House Joint Resolution 3
The Legislature has under consideration an additional far-reaching tax proposal. Specifically, the House has adopted a joint resolution to amend the state Constitution and communicated the same to the Senate. House Joint Resolution 3, known as the Property Tax Modernization Amendment, would amend the constitution to permit the Legislature by general law to set the rates and make adjustments in taxation for tangible personal property, including machinery, equipment and inventory of manufacturers, inventory held by small businesses, and personal property tax on motor vehicles. The House adopted the joint resolution with more than the required two-thirds majority. Upon communication to the Senate, it was referred to the Judiciary Committee, with a second reference to Finance. If this joint resolution is adopted by two-thirds of the Senate, and is ultimately approved by the Governor, the question would then be placed on the ballot at the next general election where a simple majority of the voters is required. The state Office of Tax and Revenue estimates the property tax on machinery, equipment and inventory raises about $300 million annually, while the vehicle tax adds another $100 million. Two-thirds of the revenue raised by this tax presently goes to support education, approximately 28 percent goes to counties, and the balance to cities.

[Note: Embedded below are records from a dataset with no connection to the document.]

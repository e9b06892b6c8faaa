//! Route guards — conditionally render a route based on an auth verdict.
//!
//! DESIGN
//! ======
//! A guard is mounted for one route visit. Mounting spawns a task that runs
//! the probe and publishes state transitions on a `watch` channel; the caller
//! keeps a [`GuardHandle`] for as long as the route is on screen.
//!
//! Unmounting (explicitly or by dropping the handle) fires a `oneshot`
//! signal that every suspension point in the guard task races against. When
//! it wins, the task returns without touching state or navigation, and the
//! in-flight probe future is dropped, which aborts its HTTP requests.

pub mod protected;
pub mod reverse;

use tokio::sync::{oneshot, watch};
use tokio::task::JoinHandle;
use tracing::warn;
use uuid::Uuid;

pub use protected::{ProtectedGuard, ProtectedState};
pub use reverse::{ReverseGuard, ReverseState};

// =============================================================================
// NAVIGATION
// =============================================================================

#[derive(Debug, Clone, Copy, Default, PartialEq, Eq)]
pub struct NavigateOptions {
    /// Replace the current history entry instead of pushing a new one.
    pub replace: bool,
}

impl NavigateOptions {
    #[must_use]
    pub fn replace() -> Self {
        Self { replace: true }
    }

    #[must_use]
    pub fn push() -> Self {
        Self { replace: false }
    }
}

/// Moves the visitor to another location.
pub trait Navigator: Send + Sync {
    fn navigate(&self, to: &str, options: NavigateOptions);
}

// =============================================================================
// GUARD HANDLE
// =============================================================================

/// State published by a guard task.
pub trait GuardState: Clone + Send + Sync + 'static {
    /// True once the guard has decided what to show.
    fn is_settled(&self) -> bool;
}

/// Owner's side of a mounted guard.
pub struct GuardHandle<S: GuardState> {
    id: Uuid,
    state: watch::Receiver<S>,
    unmount: Option<oneshot::Sender<()>>,
    task: Option<JoinHandle<()>>,
}

impl<S: GuardState> GuardHandle<S> {
    pub(crate) fn new(id: Uuid, state: watch::Receiver<S>, unmount: oneshot::Sender<()>, task: JoinHandle<()>) -> Self {
        Self { id, state, unmount: Some(unmount), task: Some(task) }
    }

    #[must_use]
    pub fn id(&self) -> Uuid {
        self.id
    }

    /// Current state snapshot.
    #[must_use]
    pub fn state(&self) -> S {
        self.state.borrow().clone()
    }

    /// A fresh receiver for observing transitions.
    #[must_use]
    pub fn subscribe(&self) -> watch::Receiver<S> {
        self.state.clone()
    }

    /// Wait until the guard settles, or its task ends without settling.
    pub async fn settled(&mut self) -> S {
        let settled = self.state.wait_for(S::is_settled).await.map(|state| state.clone());
        settled.unwrap_or_else(|_| self.state.borrow().clone())
    }

    /// Tear the guard down. No state update or navigation happens once this
    /// returns.
    pub async fn unmount(mut self) {
        if let Some(signal) = self.unmount.take() {
            let _ = signal.send(());
        }
        if let Some(task) = self.task.take() {
            if let Err(e) = task.await {
                warn!(guard_id = %self.id, error = %e, "guard task ended abnormally");
            }
        }
    }
}

/// True once the owning handle has unmounted or been dropped.
pub(crate) fn is_unmounted(signal: &mut oneshot::Receiver<()>) -> bool {
    !matches!(signal.try_recv(), Err(oneshot::error::TryRecvError::Empty))
}

impl<S: GuardState> Drop for GuardHandle<S> {
    fn drop(&mut self) {
        if let Some(signal) = self.unmount.take() {
            let _ = signal.send(());
        }
    }
}

// =============================================================================
// TEST HELPERS
// =============================================================================


#[cfg(test)]
#[path = "mod_test.rs"]
mod tests;
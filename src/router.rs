//! Router — mounts the right guard for a location and follows navigation.
//!
//! DESIGN
//! ======
//! `mount` is a pure dispatch over the route table: resolve the path, then
//! wrap the destination in the guard its route declares. `visit` plays the
//! part of the browser: it mounts, waits for the guard to settle, and if the
//! history moved (a guard redirect, the callback handler, or the root
//! route's post-auth redirect) unmounts and mounts the next location.

use std::sync::Arc;
use std::time::Duration;

use serde::Serialize;
use tracing::{info, warn};

use crate::callback::AuthCallback;
use crate::config::DEFAULT_MIN_VERIFY_MS;
use crate::guard::{GuardHandle, Navigator, ProtectedGuard, ProtectedState, ReverseGuard, ReverseState};
use crate::history::MemoryHistory;
use crate::probe::AuthProbe;
use crate::routes::{GuardKind, Location, Params, Target, resolve};
use crate::view::View;

/// Upper bound on locations visited by one [`Router::visit`] call.
pub const MAX_REDIRECTS: usize = 8;

#[derive(Debug, thiserror::Error)]
pub enum RouterError {
    #[error("too many redirects from {start} (trail: {trail:?})")]
    TooManyRedirects { start: String, trail: Vec<String> },
}

/// What a route renders once its guard lets the visitor through.
#[derive(Debug, Clone, PartialEq, Eq, Serialize)]
pub struct Destination {
    pub target: Target,
    pub params: Params,
}

// =============================================================================
// MOUNTED ROUTE
// =============================================================================

/// A route currently on screen.
pub enum Mounted {
    Protected { handle: GuardHandle<ProtectedState>, destination: Destination },
    Reverse { handle: GuardHandle<ReverseState>, destination: Destination },
    Callback(AuthCallback),
    /// Public route with ordinary content.
    Open(Destination),
    NotFound { path: String },
}

impl Mounted {
    #[must_use]
    pub fn view(&self) -> View<Destination> {
        match self {
            Self::Protected { handle, destination } => handle.state().view(destination.clone()),
            Self::Reverse { handle, destination } => handle.state().view(destination.clone()),
            Self::Callback(callback) => callback.view(),
            Self::Open(destination) => View::Content(destination.clone()),
            Self::NotFound { .. } => View::Empty,
        }
    }

    /// Wait until the route has decided what to show.
    pub async fn settle(&mut self) -> View<Destination> {
        match self {
            Self::Protected { handle, destination } => handle.settled().await.view(destination.clone()),
            Self::Reverse { handle, destination } => handle.settled().await.view(destination.clone()),
            Self::Callback(_) | Self::Open(_) | Self::NotFound { .. } => self.view(),
        }
    }

    pub async fn unmount(self) {
        match self {
            Self::Protected { handle, .. } => handle.unmount().await,
            Self::Reverse { handle, .. } => handle.unmount().await,
            Self::Callback(_) | Self::Open(_) | Self::NotFound { .. } => {}
        }
    }
}

/// Outcome of [`Router::visit`].
pub struct Visit {
    /// Every location mounted, in order.
    pub trail: Vec<String>,
    pub view: View<Destination>,
    /// The final route, still mounted.
    pub mounted: Mounted,
}

// =============================================================================
// ROUTER
// =============================================================================

pub struct Router {
    probe: Arc<dyn AuthProbe>,
    history: Arc<MemoryHistory>,
    min_verify_delay: Duration,
}

impl Router {
    #[must_use]
    pub fn new(probe: Arc<dyn AuthProbe>, history: Arc<MemoryHistory>) -> Self {
        Self { probe, history, min_verify_delay: Duration::from_millis(DEFAULT_MIN_VERIFY_MS) }
    }

    #[must_use]
    pub fn with_min_verify_delay(mut self, delay: Duration) -> Self {
        self.min_verify_delay = delay;
        self
    }

    #[must_use]
    pub fn history(&self) -> &Arc<MemoryHistory> {
        &self.history
    }

    /// Mount the route for `location`. Must be called from within a tokio
    /// runtime.
    #[must_use]
    pub fn mount(&self, location: &Location) -> Mounted {
        let Some(matched) = resolve(location.path()) else {
            warn!(path = location.path(), "no route matches");
            return Mounted::NotFound { path: location.path().to_owned() };
        };

        let navigator: Arc<dyn Navigator> = self.history.clone();
        let destination = Destination { target: matched.route.target, params: matched.params };

        match (matched.route.guard, matched.route.target) {
            (_, Target::AuthCallback) => Mounted::Callback(AuthCallback::mount(location, navigator.as_ref())),
            (GuardKind::Protected, _) => {
                let guard = ProtectedGuard::new(self.probe.clone(), navigator).with_min_verify_delay(self.min_verify_delay);
                Mounted::Protected { handle: guard.mount(), destination }
            }
            (GuardKind::Reverse, _) => {
                let guard = ReverseGuard::new(self.probe.clone(), navigator);
                Mounted::Reverse { handle: guard.mount(), destination }
            }
            (GuardKind::Public, _) => Mounted::Open(destination),
        }
    }

    /// Navigate to `path` and follow redirects until the location is stable.
    ///
    /// # Errors
    ///
    /// Returns [`RouterError::TooManyRedirects`] if more than
    /// [`MAX_REDIRECTS`] locations are mounted.
    pub async fn visit(&self, path: &str) -> Result<Visit, RouterError> {
        self.history.push(path);
        let mut trail = vec![path.to_owned()];

        loop {
            let location = self.history.current();
            let mut mounted = self.mount(&Location::parse(&location));
            let view = mounted.settle().await;

            if let View::Content(Destination { target: Target::Redirect(to), .. }) = &view {
                self.history.replace(to);
            }

            let next = self.history.current();
            if next == location {
                info!(location = %location, hops = trail.len() - 1, "visit settled");
                return Ok(Visit { trail, view, mounted });
            }

            mounted.unmount().await;
            trail.push(next);
            if trail.len() > MAX_REDIRECTS {
                warn!(start = path, "redirect loop detected");
                return Err(RouterError::TooManyRedirects { start: path.to_owned(), trail });
            }
        }
    }
}

#[cfg(test)]
#[path = "router_test.rs"]
mod tests;
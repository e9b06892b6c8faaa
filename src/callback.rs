//! Landing point for the post-login redirect.
//!
//! The backend sets the session cookie before redirecting here with a
//! `token` query parameter. Only whether the parameter carries a value
//! matters; the value itself is never stored by this layer.

use tracing::info;

use crate::guard::{NavigateOptions, Navigator};
use crate::routes::{HOME, LOGIN, Location};
use crate::view::{LoadingIndicator, View};

pub const TOKEN_PARAM: &str = "token";
pub const CALLBACK_CAPTION: &str = "Loading...";

/// Where a callback location should send the visitor.
///
/// An empty `token` value is treated like a missing one.
#[must_use]
pub fn callback_destination(location: &Location) -> &'static str {
    match location.query_param(TOKEN_PARAM) {
        Some(token) if !token.is_empty() => HOME,
        _ => LOGIN,
    }
}

/// A mounted callback handler. It navigates on mount and shows a plain
/// loading caption until the router moves on.
#[derive(Debug, Clone, Copy, PartialEq, Eq)]
pub struct AuthCallback {
    destination: &'static str,
}

impl AuthCallback {
    pub fn mount(location: &Location, navigator: &dyn Navigator) -> Self {
        let destination = callback_destination(location);
        info!(to = destination, "auth callback");
        navigator.navigate(destination, NavigateOptions::push());
        Self { destination }
    }

    #[must_use]
    pub fn destination(&self) -> &'static str {
        self.destination
    }

    #[must_use]
    pub fn view<C>(&self) -> View<C> {
        View::Loading(LoadingIndicator::caption(CALLBACK_CAPTION))
    }
}

#[cfg(test)]
#[path = "callback_test.rs"]
mod tests;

House Bill 3310 exempts from the jurisdiction of the Public Service Commission any solar energy facility located on the premises of a retail electric customer under certain specified conditions. Notably, the output of that facility must be limited to meet only the electrical needs of the premises of the retail electric customer and cannot exceed 25kW for residential customers, 500 kW for commercial customers, and 2,000 kW for industrial customers. Yet, since the aggregate of all such power purchase agreements and net metering arrangements in the state for any utility shall not exceed 3 percent of such utility’s aggregate customer peak demand during the previous year, customers who enter into these power purchase agreements must first provide the utility with a 30-day notice of their intent to enter into such a transaction. This time period would permit the utility to determine if any of the caps have been reached. If the utility does not respond within 30 days, the generator may proceed and the caps will be presumed not to have been reached. While the Public Service Commission is granted rulemaking authority to over the interconnections for these power purchase agreements, it does not have authority over the power rates in those arrangements between the on-site generator and the customer. The bill passed with bi-partisan support and is now pending in Senate Judiciary.